Work task
Print the listing exactly, but only as far as the line containing "use std::time::Duration;". The first line and that line are both included.

Records provided
------------------------------

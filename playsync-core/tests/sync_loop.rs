//! Sync loop behaviour under paused time, against a scripted player

mod common;

use std::sync::atomic::{AtomicBool, Ordering};
use std::sync::{Arc, Weak};
use std::time::Duration;

use common::{signed_in_store, snapshot, FakeApi, Recorder, Reply};
use parking_lot::Mutex;
use playsync_core::config::SyncConfig;
use playsync_core::{
    CredentialStore, Error, PlaybackSnapshot, SyncLoop, SyncObserver, SyncStatus,
};

fn sync_config() -> SyncConfig {
    SyncConfig::default()
}

#[tokio::test(start_paused = true)]
async fn seek_is_shown_until_server_confirms() {
    let api = FakeApi::playing(snapshot("t1", 60_000));
    let sync = SyncLoop::new(api.clone(), signed_in_store(), sync_config());
    let recorder = Recorder::new();
    sync.set_observer(recorder.clone());

    assert!(sync.poll_once().await);
    assert_eq!(recorder.last().unwrap().progress_ms, 60_000);

    sync.request_seek(5_000).await.unwrap();
    assert_eq!(recorder.last().unwrap().progress_ms, 5_000);
    assert_eq!(api.commands(), vec!["seek:5000"]);

    // The server has not applied the seek yet
    api.set_current(Some(snapshot("t1", 61_000)));
    tokio::time::advance(Duration::from_millis(500)).await;
    sync.poll_once().await;
    assert_eq!(recorder.last().unwrap().progress_ms, 5_000);
    assert_eq!(sync.pending_edits(), 1);

    api.set_current(Some(snapshot("t1", 5_450)));
    tokio::time::advance(Duration::from_millis(500)).await;
    sync.poll_once().await;
    assert_eq!(recorder.last().unwrap().progress_ms, 5_450);
    assert_eq!(sync.pending_edits(), 0);
}

#[tokio::test(start_paused = true)]
async fn unconfirmed_seek_yields_to_server_after_settle_time() {
    let api = FakeApi::playing(snapshot("t1", 60_000));
    let sync = SyncLoop::new(api.clone(), signed_in_store(), sync_config());
    sync.poll_once().await;

    sync.request_seek(5_000).await.unwrap();
    assert_eq!(sync.snapshot().unwrap().progress_ms, 5_000);

    api.set_current(Some(snapshot("t1", 62_000)));
    tokio::time::advance(Duration::from_millis(1_999)).await;
    sync.poll_once().await;
    assert_eq!(sync.snapshot().unwrap().progress_ms, 5_000);

    tokio::time::advance(Duration::from_millis(1)).await;
    sync.poll_once().await;
    assert_eq!(sync.snapshot().unwrap().progress_ms, 62_000);
    assert_eq!(sync.pending_edits(), 0);
}

#[tokio::test(start_paused = true)]
async fn seek_is_clamped_to_duration() {
    let api = FakeApi::playing(snapshot("t1", 0));
    let sync = SyncLoop::new(api.clone(), signed_in_store(), sync_config());
    sync.poll_once().await;

    sync.request_seek(999_999).await.unwrap();
    assert_eq!(api.commands(), vec!["seek:200000"]);
    assert_eq!(sync.snapshot().unwrap().progress_ms, 200_000);
}

#[tokio::test(start_paused = true)]
async fn like_survives_library_propagation_lag() {
    let api = FakeApi::playing(snapshot("t1", 10_000));
    let sync = SyncLoop::new(api.clone(), signed_in_store(), sync_config());
    let recorder = Recorder::new();
    sync.set_observer(recorder.clone());
    sync.poll_once().await;

    sync.request_favorite_toggle().await.unwrap();
    assert_eq!(api.commands(), vec!["favorite:t1:true"]);
    assert!(recorder.last().unwrap().is_favorite);

    // The library check keeps answering "not liked" for a while
    for _ in 0..3 {
        tokio::time::advance(Duration::from_millis(1_000)).await;
        sync.poll_once().await;
        assert!(recorder.last().unwrap().is_favorite);
    }

    tokio::time::advance(Duration::from_millis(600)).await;
    sync.poll_once().await;
    assert!(!recorder.last().unwrap().is_favorite);
}

#[tokio::test(start_paused = true)]
async fn track_change_drops_favorite_edit() {
    let api = FakeApi::playing(snapshot("t1", 10_000));
    let sync = SyncLoop::new(api.clone(), signed_in_store(), sync_config());
    sync.poll_once().await;
    sync.request_favorite_toggle().await.unwrap();

    api.set_current(Some(snapshot("t2", 0)));
    sync.poll_once().await;

    let shown = sync.snapshot().unwrap();
    assert_eq!(shown.track_id, "t2");
    assert!(!shown.is_favorite);
    assert_eq!(sync.pending_edits(), 0);
}

#[tokio::test(start_paused = true)]
async fn concurrent_poll_is_skipped_not_queued() {
    let api = FakeApi::playing(snapshot("t1", 0));
    api.set_latency(Duration::from_millis(300));
    let sync = SyncLoop::new(api.clone(), signed_in_store(), sync_config());

    let (first, second) = tokio::join!(sync.poll_once(), sync.poll_once());
    assert!(first);
    assert!(!second);
    assert_eq!(api.poll_count(), 1);
}

#[tokio::test(start_paused = true)]
async fn running_loop_never_overlaps_slow_polls() {
    let api = FakeApi::playing(snapshot("t1", 0));
    api.set_latency(Duration::from_millis(350));
    let config = SyncConfig {
        poll_interval_ms: 100,
        ..sync_config()
    };
    let sync = SyncLoop::new(api.clone(), signed_in_store(), config);

    sync.start();
    tokio::time::sleep(Duration::from_secs(5)).await;
    sync.stop();

    assert_eq!(api.max_in_flight.load(Ordering::SeqCst), 1);
    let polls = api.poll_count();
    assert!((5..=12).contains(&polls), "unexpected poll count {}", polls);
}

#[tokio::test(start_paused = true)]
async fn start_twice_runs_one_loop() {
    let api = FakeApi::playing(snapshot("t1", 0));
    api.set_latency(Duration::from_millis(200));
    let sync = SyncLoop::new(api.clone(), signed_in_store(), sync_config());

    sync.start();
    sync.start();
    assert!(sync.is_running());
    tokio::time::sleep(Duration::from_secs(3)).await;
    sync.stop();

    assert!(!sync.is_running());
    assert_eq!(api.max_in_flight.load(Ordering::SeqCst), 1);
}

#[tokio::test(start_paused = true)]
async fn stop_discards_in_flight_poll() {
    let api = FakeApi::playing(snapshot("t1", 0));
    api.set_latency(Duration::from_millis(500));
    let sync = SyncLoop::new(api.clone(), signed_in_store(), sync_config());
    let recorder = Recorder::new();
    sync.set_observer(recorder.clone());

    sync.start();
    api.poll_started.notified().await;
    sync.stop();

    tokio::time::sleep(Duration::from_secs(3)).await;
    assert_eq!(recorder.event_count(), 0);
    assert!(sync.snapshot().is_none());
}

#[tokio::test(start_paused = true)]
async fn manual_poll_after_stop_publishes_nothing() {
    let api = FakeApi::playing(snapshot("t1", 0));
    let sync = SyncLoop::new(api.clone(), signed_in_store(), sync_config());
    let recorder = Recorder::new();
    sync.set_observer(recorder.clone());

    sync.stop();
    sync.poll_once().await;
    assert_eq!(recorder.event_count(), 0);
}

#[tokio::test(start_paused = true)]
async fn restart_after_stop_publishes_again() {
    let api = FakeApi::playing(snapshot("t1", 0));
    let sync = SyncLoop::new(api.clone(), signed_in_store(), sync_config());
    let recorder = Recorder::new();
    sync.set_observer(recorder.clone());

    sync.start();
    tokio::time::sleep(Duration::from_millis(10)).await;
    sync.stop();
    let published = recorder.snapshots().len();
    assert!(published >= 1);

    sync.start();
    tokio::time::sleep(Duration::from_millis(1_500)).await;
    sync.stop();
    assert!(recorder.snapshots().len() > published);
}

#[tokio::test(start_paused = true)]
async fn transient_failure_keeps_last_snapshot() {
    let api = FakeApi::playing(snapshot("t1", 1_000));
    api.push(Reply::Playing(Some(snapshot("t1", 1_000))));
    api.push(Reply::Unavailable);
    let sync = SyncLoop::new(api.clone(), signed_in_store(), sync_config());
    let recorder = Recorder::new();
    sync.set_observer(recorder.clone());

    sync.poll_once().await;
    sync.poll_once().await;

    assert_eq!(sync.snapshot().unwrap().track_id, "t1");
    assert_eq!(recorder.snapshots().len(), 1);
    match recorder.last_status() {
        Some(SyncStatus::Degraded {
            consecutive_failures,
            ..
        }) => assert_eq!(consecutive_failures, 1),
        other => panic!("expected degraded status, got {:?}", other),
    }

    sync.poll_once().await;
    assert_eq!(recorder.last_status(), Some(SyncStatus::Live));
}

#[tokio::test(start_paused = true)]
async fn unauthorized_poll_signs_out() {
    let store = signed_in_store();
    let api = FakeApi::playing(snapshot("t1", 0));
    let sync = SyncLoop::new(api.clone(), store.clone(), sync_config());
    let recorder = Recorder::new();
    sync.set_observer(recorder.clone());

    sync.poll_once().await;
    assert_eq!(sync.status(), SyncStatus::Live);

    api.push(Reply::Rejected(401));
    sync.poll_once().await;

    assert!(store.load().is_none());
    assert!(sync.snapshot().is_none());
    assert_eq!(recorder.last(), None);
    assert_eq!(recorder.last_status(), Some(SyncStatus::SignedOut));

    // No credential, no remote calls
    sync.poll_once().await;
    assert_eq!(api.poll_count(), 2);
}

#[tokio::test(start_paused = true)]
async fn signed_out_poll_skips_remote() {
    let api = FakeApi::playing(snapshot("t1", 0));
    let sync = SyncLoop::new(api.clone(), Arc::new(CredentialStore::in_memory()), sync_config());
    let recorder = Recorder::new();
    sync.set_observer(recorder.clone());

    sync.poll_once().await;
    sync.poll_once().await;

    assert_eq!(api.poll_count(), 0);
    assert!(recorder.snapshots().is_empty());
    assert_eq!(recorder.statuses(), vec![SyncStatus::SignedOut]);
}

#[tokio::test(start_paused = true)]
async fn nothing_playing_clears_snapshot() {
    let api = FakeApi::playing(snapshot("t1", 0));
    let sync = SyncLoop::new(api.clone(), signed_in_store(), sync_config());
    sync.poll_once().await;

    api.set_current(None);
    sync.poll_once().await;
    assert!(sync.snapshot().is_none());
    assert_eq!(sync.status(), SyncStatus::NothingPlaying);

    assert!(matches!(sync.request_seek(1_000).await, Err(Error::NothingPlaying)));
    assert!(matches!(
        sync.request_favorite_toggle().await,
        Err(Error::NothingPlaying)
    ));

    // Play with nothing shown asks the remote to resume
    sync.request_play_pause().await.unwrap();
    assert_eq!(api.commands(), vec!["play"]);
}

#[tokio::test(start_paused = true)]
async fn failed_command_rolls_back_edit() {
    let api = FakeApi::playing(snapshot("t1", 0));
    let sync = SyncLoop::new(api.clone(), signed_in_store(), sync_config());
    let recorder = Recorder::new();
    sync.set_observer(recorder.clone());
    sync.poll_once().await;

    api.fail_commands(Some(404));
    let result = sync.request_play_pause().await;
    assert!(matches!(result, Err(Error::RemoteRejected { status: 404 })));
    assert_eq!(api.commands(), vec!["pause"]);

    let playing: Vec<bool> = recorder
        .snapshots()
        .into_iter()
        .map(|s| s.unwrap().is_playing)
        .collect();
    assert_eq!(playing, vec![true, false, true]);
    assert_eq!(sync.pending_edits(), 0);
}

#[tokio::test(start_paused = true)]
async fn unauthorized_command_signs_out() {
    let store = signed_in_store();
    let api = FakeApi::playing(snapshot("t1", 0));
    let sync = SyncLoop::new(api.clone(), store.clone(), sync_config());
    sync.poll_once().await;

    api.fail_commands(Some(401));
    assert!(sync.request_favorite_toggle().await.is_err());
    assert!(store.load().is_none());
    assert_eq!(sync.status(), SyncStatus::SignedOut);
    assert!(matches!(
        sync.request_play_pause().await,
        Err(Error::Unauthenticated)
    ));
}

#[tokio::test(start_paused = true)]
async fn outage_backs_off() {
    let api = FakeApi::new();
    for _ in 0..100 {
        api.push(Reply::Unavailable);
    }
    let config = SyncConfig {
        poll_interval_ms: 100,
        retry_base_ms: 1_000,
        retry_max_ms: 3_000,
        ..sync_config()
    };
    let sync = SyncLoop::new(api.clone(), signed_in_store(), config);

    sync.start();
    tokio::time::sleep(Duration::from_secs(10)).await;
    sync.stop();

    // Polls at 0s, 1s, 3s, 6s, 9s
    let polls = api.poll_count();
    assert!((4..=6).contains(&polls), "unexpected poll count {}", polls);
    assert!(sync.status().is_degraded());
}

#[tokio::test(start_paused = true)]
async fn skip_wakes_loop_for_immediate_poll() {
    let api = FakeApi::playing(snapshot("t1", 0));
    let config = SyncConfig {
        poll_interval_ms: 60_000,
        ..sync_config()
    };
    let sync = SyncLoop::new(api.clone(), signed_in_store(), config);

    sync.start();
    tokio::time::sleep(Duration::from_millis(10)).await;
    assert_eq!(api.poll_count(), 1);

    api.set_current(Some(snapshot("t2", 0)));
    sync.request_skip_next().await.unwrap();
    tokio::time::sleep(Duration::from_millis(10)).await;
    sync.stop();

    assert_eq!(api.commands(), vec!["next"]);
    assert_eq!(api.poll_count(), 2);
    assert_eq!(sync.snapshot().unwrap().track_id, "t2");
}

/// Observer that reads the loop back from inside its callbacks
#[derive(Default)]
struct ReadBack {
    sync: Mutex<Weak<SyncLoop>>,
    stop_on_snapshot: AtomicBool,
    /// What `snapshot()` and `status()` returned during each `on_snapshot`
    seen: Mutex<Vec<(Option<PlaybackSnapshot>, SyncStatus)>>,
    statuses: Mutex<Vec<SyncStatus>>,
}

impl ReadBack {
    fn attach(sync: &Arc<SyncLoop>) -> Arc<Self> {
        let observer = Arc::new(Self::default());
        *observer.sync.lock() = Arc::downgrade(sync);
        sync.set_observer(observer.clone());
        observer
    }
}

impl SyncObserver for ReadBack {
    fn on_snapshot(&self, _snapshot: Option<&PlaybackSnapshot>) {
        let Some(sync) = self.sync.lock().upgrade() else {
            return;
        };
        self.seen.lock().push((sync.snapshot(), sync.status()));
        if self.stop_on_snapshot.load(Ordering::SeqCst) {
            sync.stop();
        }
    }

    fn on_status(&self, status: &SyncStatus) {
        self.statuses.lock().push(status.clone());
    }
}

#[tokio::test(start_paused = true)]
async fn observer_can_read_loop_from_callback() {
    let api = FakeApi::playing(snapshot("t1", 60_000));
    let sync = Arc::new(SyncLoop::new(api, signed_in_store(), sync_config()));
    let observer = ReadBack::attach(&sync);

    assert!(sync.poll_once().await);
    sync.request_seek(5_000).await.unwrap();

    let seen = observer.seen.lock().clone();
    assert_eq!(seen.len(), 2);
    assert_eq!(seen[0].0.as_ref().unwrap().progress_ms, 60_000);
    assert_eq!(seen[0].1, SyncStatus::Live);
    assert_eq!(seen[1].0.as_ref().unwrap().progress_ms, 5_000);
    assert_eq!(*observer.statuses.lock(), vec![SyncStatus::Live]);
}

#[tokio::test(start_paused = true)]
async fn observer_can_stop_loop_from_callback() {
    let api = FakeApi::playing(snapshot("t1", 0));
    let sync = Arc::new(SyncLoop::new(api, signed_in_store(), sync_config()));
    let observer = ReadBack::attach(&sync);
    observer.stop_on_snapshot.store(true, Ordering::SeqCst);

    sync.start();
    tokio::time::sleep(Duration::from_millis(10)).await;
    assert!(!sync.is_running());

    // The status queued behind the first snapshot is never delivered
    assert_eq!(observer.seen.lock().len(), 1);
    assert!(observer.statuses.lock().is_empty());

    sync.poll_once().await;
    assert_eq!(observer.seen.lock().len(), 1);
}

------------------------------

Response for this exercise
filename playsync-core/tests/sync_loop.rs
//! Sync loop behaviour under paused time, against a scripted player

mod common;

use std::sync::atomic::{AtomicBool, Ordering};
use std::sync::{Arc, Weak};
use std::time::Duration;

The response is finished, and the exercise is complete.